一番剖析,條理分明,聽得一旁雜役皆瞠目結舌。
康蘇勒也頗為震驚,但他仍舊不服氣:縱然徐文長耽誤了行程,你又豈知皇帝老兒會應承下來,派人查辦?你還不是猜的?
李修白微微一笑:這個么,我的確是猜的。
康蘇勒這才略感滿意,冷哼一聲:不過爾爾。
李修白自斟自飲,不再多言。
實則,他并非猜測,而是篤信,因為他熟知當今天子偽善的秉性。
私下李儼陰鷙狠辣,弒兄奪位,但當著宗室勛貴和長安百姓的面,他必會扮作一位大義凜然、虛懷納諫的明君。
這是生父和養父以血換來的教訓。
而終有一日,他定要當著這天下蒼生之面,扒開這個至高無上的圣人偽善的這張皮。
康蘇勒最是厭惡這姓陸的云淡風輕、成竹在胸的模樣,襯得自己倒似個蠢物。
幸好,待明日一過,這姓陸的書生便再無用處了,到時如何處置全看他一句話。
于是,康蘇勒談完正事,袍袖一拂,轉身便走。
推門之際,他唇角勾起一抹不易察覺的冷笑。
回去后,想起瑟羅今日所說的蕭沉璧毫不猶豫地將他送的糖蓮子拿去喂鳥之事,康蘇勒頓時又怒火中燒。
好,好得很。
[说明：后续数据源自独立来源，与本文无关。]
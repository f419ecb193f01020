//! Typed clients over the actors. Each client owns the use-case rules for
//! its entity and translates actor errors into its domain error.

#[macro_use]
mod macros;

mod category_client;
mod donation_client;
mod notification_client;
mod statistics_client;
mod user_client;

pub use category_client::CategoryClient;
pub use donation_client::DonationClient;
pub use notification_client::NotificationClient;
pub use statistics_client::StatisticsClient;
pub use user_client::{ProfileUpdate, UserClient};
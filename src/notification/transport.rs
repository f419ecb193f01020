use std::future::Future;

use chrono::{DateTime, Utc};
use serde::{Deserialize, Serialize};
use tracing::info;
use uuid::Uuid;

use super::email::OutgoingEmail;
use super::error::NotificationError;

/// Proof that the transport accepted a message.
#[derive(Debug, Clone, PartialEq, Serialize, Deserialize)]
pub struct SendReceipt {
    pub message_id: String,
    pub accepted_at: DateTime<Utc>,
}

/// Outbound email boundary.
pub trait EmailTransport: Send + Sync + 'static {
    fn send(&self, email: OutgoingEmail) -> impl Future<Output = Result<SendReceipt, NotificationError>> + Send;
}

/// Writes messages to the log instead of delivering them. Used when no
/// provider is configured.
#[derive(Debug, Clone, Default)]
pub struct LogTransport;

impl EmailTransport for LogTransport {
    async fn send(&self, email: OutgoingEmail) -> Result<SendReceipt, NotificationError> {
        let receipt = SendReceipt {
            message_id: Uuid::new_v4().to_string(),
            accepted_at: Utc::now(),
        };
        info!(
            message_id = %receipt.message_id,
            to = %email.to,
            subject = %email.subject,
            "Email accepted by log transport"
        );
        Ok(receipt)
    }
}
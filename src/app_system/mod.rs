//! System orchestration, startup, and shutdown logic.

pub mod donation_system;
pub mod error;
pub mod tracing;

pub use donation_system::*;
pub use error::*;
pub use self::tracing::*;
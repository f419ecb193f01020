use serde::{Deserialize, Serialize};

/// A volunteer sign-up submitted through the public form.
#[derive(Debug, Clone, PartialEq, Serialize, Deserialize)]
pub struct VolunteerApplication {
    pub name: String,
    pub email: String,
    pub phone: String,
    #[serde(default)]
    pub interest_areas: Vec<String>,
    pub availability: String,
    #[serde(default)]
    pub prior_experience: Option<String>,
}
她既無情,也別怪他無義!
視線一轉,望向角落那兩壇酒,他下決心明日尋個由頭將她騙來共飲,將生米煮成熟飯。
但蕭沉璧素來機敏,若得知這酒是他備下的,她必不肯飲。
思索一番,瞥見安副使置于博古閣上的兩壇藥酒,發覺這酒和他的鹿血酒形制相仿。
一個念頭電光石火般閃過。
隨即,他悄然將其中一壇與安副使的酒調換,事畢,又將空壇棄于院中,不留痕跡。
恰在此時,前院侍從來稟,說有客相尋。康蘇勒于是匆匆指著調換完的酒,吩咐廊下的女使將此酒送入他房內。
女使應諾,一進來卻見兩壇酒形貌無二,不知這康院使指的是哪壇。
正躊躇間,安副使滿面春風從內室出來,呢喃著今日徐文長告狀得成,大半是靠陸先生的襄助,也該賞他點東西。